1. Increased installation of wind power resources in the PJM region at roughly double the levels specified by existing RPS statutes lead to annual production cost reductions that range from $14.5 to $14.9 billion per year. This result, arising from the use of the ProSym production cost modeling tool, is based on a set of reasonable assumptions concerning future carbon costs in the electric sector, load, coal retirement levels, natural gas resource additions, improved transmission system infrastructure, and natural gas prices.
2. Consumers see significantly improved emission profiles in the wind scenarios. Carbon, SO2 and NOx emissions are all reduced.
3. The incremental costs to achieve these production cost gains ranges from $7.6 to $8.0 billion per year by 2026. This indicates that in general a planned expansion of wind power in the region will lead to net benefits for consumers.
4. The energy market price impact of a high wind case is seen to be relative high in nonsummer months, and market prices in the summer period are high in the wind cases.

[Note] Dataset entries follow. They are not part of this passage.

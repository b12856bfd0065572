//! The session layer: keys in, display out.
//!
//! [`Session`] wires the editor, the engine and the memory register behind
//! a single [`Command`] interface. Every accepted key produces a
//! [`DisplayUpdate`] with the screen text and the running equation label;
//! failures surface as [`CalcError`] and show their message on the screen
//! until the next key.

use serde::{Deserialize, Serialize};
use tracing::{debug, warn};

use crate::editor;
use crate::engine::{BinaryOp, CalculationEngine, UnaryOp};
use crate::error::CalcError;
use crate::format;
use crate::memory::MemoryRegister;
use crate::value::DecimalValue;

/// Thin space separating equation tokens.
const NARROW_SPACE: &str = "\u{2009}";

/// A single key press.
#[derive(Debug, Clone, Copy, PartialEq, Eq, Serialize, Deserialize)]
pub enum Command {
    Digit(u8),
    Dot,
    Backspace,
    Binary(BinaryOp),
    Unary(UnaryOp),
    Percent,
    Equals,
    ClearEntry,
    ClearAll,
    MemoryStore,
    MemoryRecall,
    MemoryAdd,
    MemorySubtract,
    MemoryClear,
}

/// What the calculator shows after a key press.
#[derive(Debug, Clone, PartialEq, Eq, Serialize, Deserialize)]
pub struct DisplayUpdate {
    /// The main screen: the current number, or an error message.
    pub screen_text: String,
    /// The running equation label above the screen.
    pub equation_text: String,
}

/// One interactive calculator.
#[derive(Debug)]
pub struct Session {
    engine: CalculationEngine,
    memory: MemoryRegister,
    screen: DecimalValue,
    /// Decimal point typed but no fraction digit yet.
    pending_dot: bool,
    /// Digits still edit the screen value; results turn this off.
    editable: bool,
    equation: Vec<String>,
    error: Option<CalcError>,
    binary_pressed: bool,
    equals_pressed: bool,
    recalled: bool,
}

fn symbol(op: BinaryOp) -> &'static str {
    match op {
        BinaryOp::Add => "+",
        BinaryOp::Subtract => "-",
        BinaryOp::Multiply => "×",
        BinaryOp::Divide => "÷",
    }
}

fn wrap(op: UnaryOp, inner: &str) -> String {
    let name = match op {
        UnaryOp::Negate => "negate",
        UnaryOp::Square => "sqr",
        UnaryOp::Inverse => "1/",
        UnaryOp::Sqrt => "\u{221a}",
    };
    format!("{name}({NARROW_SPACE}{inner}{NARROW_SPACE})")
}

fn is_op_token(token: &str) -> bool {
    matches!(token, "+" | "-" | "×" | "÷")
}

impl Default for Session {
    fn default() -> Self {
        Self::new()
    }
}

impl Session {
    pub fn new() -> Self {
        Self {
            engine: CalculationEngine::new(),
            memory: MemoryRegister::new(),
            screen: DecimalValue::zero(),
            pending_dot: false,
            editable: true,
            equation: Vec::new(),
            error: None,
            binary_pressed: false,
            equals_pressed: false,
            recalled: false,
        }
    }

    /// Handles one key press.
    pub fn submit(&mut self, command: Command) -> Result<DisplayUpdate, CalcError> {
        debug!(?command, "key");
        if self.error.take().is_some() {
            self.recover();
        }
        match command {
            Command::Digit(digit) => self.digit(digit),
            Command::Dot => Ok(self.dot()),
            Command::Backspace => Ok(self.backspace()),
            Command::Binary(op) => self.binary(op),
            Command::Unary(op) => self.unary(op),
            Command::Percent => self.percent(),
            Command::Equals => self.equals(),
            Command::ClearEntry => Ok(self.clear_entry()),
            Command::ClearAll => Ok(self.clear_all()),
            Command::MemoryStore => {
                self.memory.store(self.screen.clone());
                Ok(self.end_entry())
            }
            Command::MemoryRecall => Ok(self.memory_recall()),
            Command::MemoryAdd => {
                self.memory.add(&self.screen);
                Ok(self.end_entry())
            }
            Command::MemorySubtract => {
                self.memory.subtract(&self.screen);
                Ok(self.end_entry())
            }
            Command::MemoryClear => {
                self.memory.clear();
                Ok(self.end_entry())
            }
        }
    }

    /// The current screen and equation, unchanged.
    pub fn display(&self) -> DisplayUpdate {
        DisplayUpdate {
            screen_text: self.screen_text(),
            equation_text: self.equation.join(NARROW_SPACE),
        }
    }

    pub fn has_memory(&self) -> bool {
        self.memory.has_memory()
    }

    /// Stored memory values formatted for display, most recent first.
    pub fn memory_snapshot(&self) -> Vec<String> {
        self.memory
            .snapshot()
            .iter()
            .map(|value| format::format(value, true))
            .collect()
    }

    fn screen_text(&self) -> String {
        if let Some(error) = self.error {
            return error.to_string();
        }
        let mut text = format::format(&self.screen, true);
        if self.pending_dot {
            text.push('.');
        }
        text
    }

    fn last_token_is_operand(&self) -> bool {
        self.equation.last().is_some_and(|token| !is_op_token(token))
    }

    /// Begins a fresh screen entry over a finished result.
    fn start_entry(&mut self) {
        self.screen = DecimalValue::zero();
        self.pending_dot = false;
        self.editable = true;
        self.recalled = false;
        if self.equals_pressed || self.engine.pending().is_none() {
            self.equation.clear();
        } else if self.last_token_is_operand() {
            // The replaced operand gets re-appended at the next operation.
            self.equation.pop();
        }
        self.equals_pressed = false;
        self.binary_pressed = false;
    }

    fn digit(&mut self, digit: u8) -> Result<DisplayUpdate, CalcError> {
        if digit > 9 {
            return Err(CalcError::InvalidInput);
        }
        if !self.editable {
            self.start_entry();
        }
        let appended = editor::append_digit(&self.screen, digit, self.pending_dot);
        if self.pending_dot && appended.scale() > 0 {
            self.pending_dot = false;
        }
        self.screen = appended;
        Ok(self.display())
    }

    fn dot(&mut self) -> DisplayUpdate {
        if !self.editable {
            self.start_entry();
        }
        if self.screen.scale() == 0 && !self.pending_dot {
            self.pending_dot = true;
        }
        self.display()
    }

    fn backspace(&mut self) -> DisplayUpdate {
        if self.editable {
            if self.pending_dot {
                self.pending_dot = false;
            } else {
                // Deleting the last fraction digit keeps the separator, so
                // the next digit continues the fraction.
                let keep_dot = self.screen.scale() == 1;
                self.screen = editor::delete_digit(&self.screen);
                self.pending_dot = keep_dot;
            }
        }
        self.display()
    }

    fn binary(&mut self, op: BinaryOp) -> Result<DisplayUpdate, CalcError> {
        let operand_entered = self.editable || self.recalled;
        let entered = self.screen.clone();
        if operand_entered {
            self.engine.set_operand(entered.clone());
        }
        let shown = self.engine.set_binary(op).map_err(|e| self.fail(e))?;

        if self.equals_pressed {
            self.equation.clear();
        }
        let sym = symbol(op).to_string();
        if self.binary_pressed
            && !operand_entered
            && let Some(last) = self.equation.last_mut()
            && is_op_token(last)
        {
            // Two operations in a row replace the trailing symbol.
            *last = sym;
        } else {
            if !self.last_token_is_operand() {
                self.equation.push(format::format(&entered, false));
            }
            self.equation.push(sym);
        }

        self.screen = shown;
        self.editable = false;
        self.pending_dot = false;
        self.recalled = false;
        self.equals_pressed = false;
        self.binary_pressed = true;
        Ok(self.display())
    }

    fn unary(&mut self, op: UnaryOp) -> Result<DisplayUpdate, CalcError> {
        if op == UnaryOp::Negate && self.editable {
            // While typing, the sign toggle is a screen edit, not an
            // operation; the engine never sees it.
            self.screen = self.screen.neg();
            return Ok(self.display());
        }
        let operand_entered = self.editable || self.recalled;
        let entered = self.screen.clone();
        if operand_entered {
            self.engine.set_operand(entered.clone());
        }
        let result = self.engine.unary(op).map_err(|e| self.fail(e))?;

        if self.equals_pressed {
            self.equation.clear();
        }
        let inner = if !operand_entered && self.last_token_is_operand() {
            self.equation.pop().unwrap_or_default()
        } else {
            format::format(&entered, false)
        };
        self.equation.push(wrap(op, &inner));

        self.screen = result;
        self.editable = false;
        self.pending_dot = false;
        self.recalled = false;
        self.equals_pressed = false;
        self.binary_pressed = false;
        Ok(self.display())
    }

    fn percent(&mut self) -> Result<DisplayUpdate, CalcError> {
        let operand_entered = self.editable || self.recalled;
        if operand_entered {
            self.engine.set_operand(self.screen.clone());
        }
        let result = self.engine.percent().map_err(|e| self.fail(e))?;

        if self.equals_pressed {
            self.equation.clear();
        }
        let text = format::format(&result, false);
        if self.engine.pending().is_none() {
            // Percent with nothing pending collapsed the calculation.
            self.equation.clear();
            self.equation.push(text);
        } else if !operand_entered
            && let Some(last) = self.equation.last_mut()
            && !is_op_token(last)
        {
            *last = text;
        } else {
            self.equation.push(text);
        }

        self.screen = result;
        self.editable = false;
        self.pending_dot = false;
        self.recalled = false;
        self.equals_pressed = false;
        self.binary_pressed = false;
        Ok(self.display())
    }

    fn equals(&mut self) -> Result<DisplayUpdate, CalcError> {
        if self.editable || self.recalled {
            self.engine.set_operand(self.screen.clone());
        }
        let result = self.engine.equals().map_err(|e| self.fail(e))?;

        self.equation.clear();
        self.screen = result;
        self.editable = false;
        self.pending_dot = false;
        self.recalled = false;
        self.equals_pressed = true;
        self.binary_pressed = false;
        Ok(self.display())
    }

    fn clear_entry(&mut self) -> DisplayUpdate {
        self.screen = DecimalValue::zero();
        self.pending_dot = false;
        self.editable = true;
        self.recalled = false;
        if self.equals_pressed || self.engine.pending().is_none() {
            self.equation.clear();
        } else if self.last_token_is_operand() {
            self.equation.pop();
        }
        self.equals_pressed = false;
        self.binary_pressed = false;
        self.display()
    }

    fn clear_all(&mut self) -> DisplayUpdate {
        self.engine.reset_all();
        self.screen = DecimalValue::zero();
        self.pending_dot = false;
        self.editable = true;
        self.recalled = false;
        self.equation.clear();
        self.equals_pressed = false;
        self.binary_pressed = false;
        self.display()
    }

    /// Memory mutations finish the current entry; the next digit starts
    /// a fresh number instead of appending.
    fn end_entry(&mut self) -> DisplayUpdate {
        self.editable = false;
        self.pending_dot = false;
        self.display()
    }

    fn memory_recall(&mut self) -> DisplayUpdate {
        if let Some(value) = self.memory.recall() {
            self.screen = value.clone();
            self.pending_dot = false;
            self.editable = false;
            self.recalled = true;
        }
        self.display()
    }

    /// Puts the session back into a usable state after an error screen.
    fn recover(&mut self) {
        // The engine was already reset when the error was raised.
        self.screen = DecimalValue::zero();
        self.pending_dot = false;
        self.editable = true;
        self.equation.clear();
        self.equals_pressed = false;
        self.binary_pressed = false;
        self.recalled = false;
    }

    fn fail(&mut self, error: CalcError) -> CalcError {
        warn!(%error, "calculation failed");
        self.engine.reset_all();
        self.screen = DecimalValue::zero();
        self.pending_dot = false;
        self.editable = false;
        self.error = Some(error);
        self.equals_pressed = false;
        self.binary_pressed = false;
        self.recalled = false;
        error
    }
}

PJM consumers could be exposed to these market prices, but to the extent that PJM consumers pay for the incremental wind power assumed for the wind scenarios, consumers are hedged against those market prices. We assume that all production cost efficiency gains seen in this analysis flow to consumers, and all required investments are borne by consumers. We also note that the Eastern interconnection-wide nature of the energy modeling leads to a relative increase in exports from PJM in the wind cases, compared to the base case (with PJM net imports).
Additional analysis is required to determine the relative effects of varying any number of critical assumptions. To further test the robustness of the results seen in this analysis, Synapse recommends the following additional scenarios, or sensitivities, be analyzed using the production cost modeling and capital investment recovery model:
1. Assume large scale retirements of coal plant resources throughout the Eastern Interconnection, not just in the PJM region. A rebalancing of capacity requirements in each major area would be necessary to ensure resource adequacy.
2. Conduct iterative runs of the production cost modeling by incrementally stepping up transmission system transfer capacities, and simultaneously reducing the overall planning reserve margin, to optimize the tradeoffs between building more transmission and building sufficient balancing capacity with new gas-fired resources.
3. Continue to test production cost effects on different combinations of increased demandside resources, including energy efficiency and demand response. Given the relatively high summer period prices and transmission congestion during those periods, it appears that non-wind related constraints can lead to increasing production costs, since summer wind output is relatively low in the model.
4. Test the effects of multiple combinations of increasing wind, solar and energy efficiency resources.
5. Test varying potential cost profiles for offshore wind and solar resources.
6. Examine PJM boundary interactions, and assess the extent to which different import/export flow patterns are influenced by resource decisions within and outside of PJM.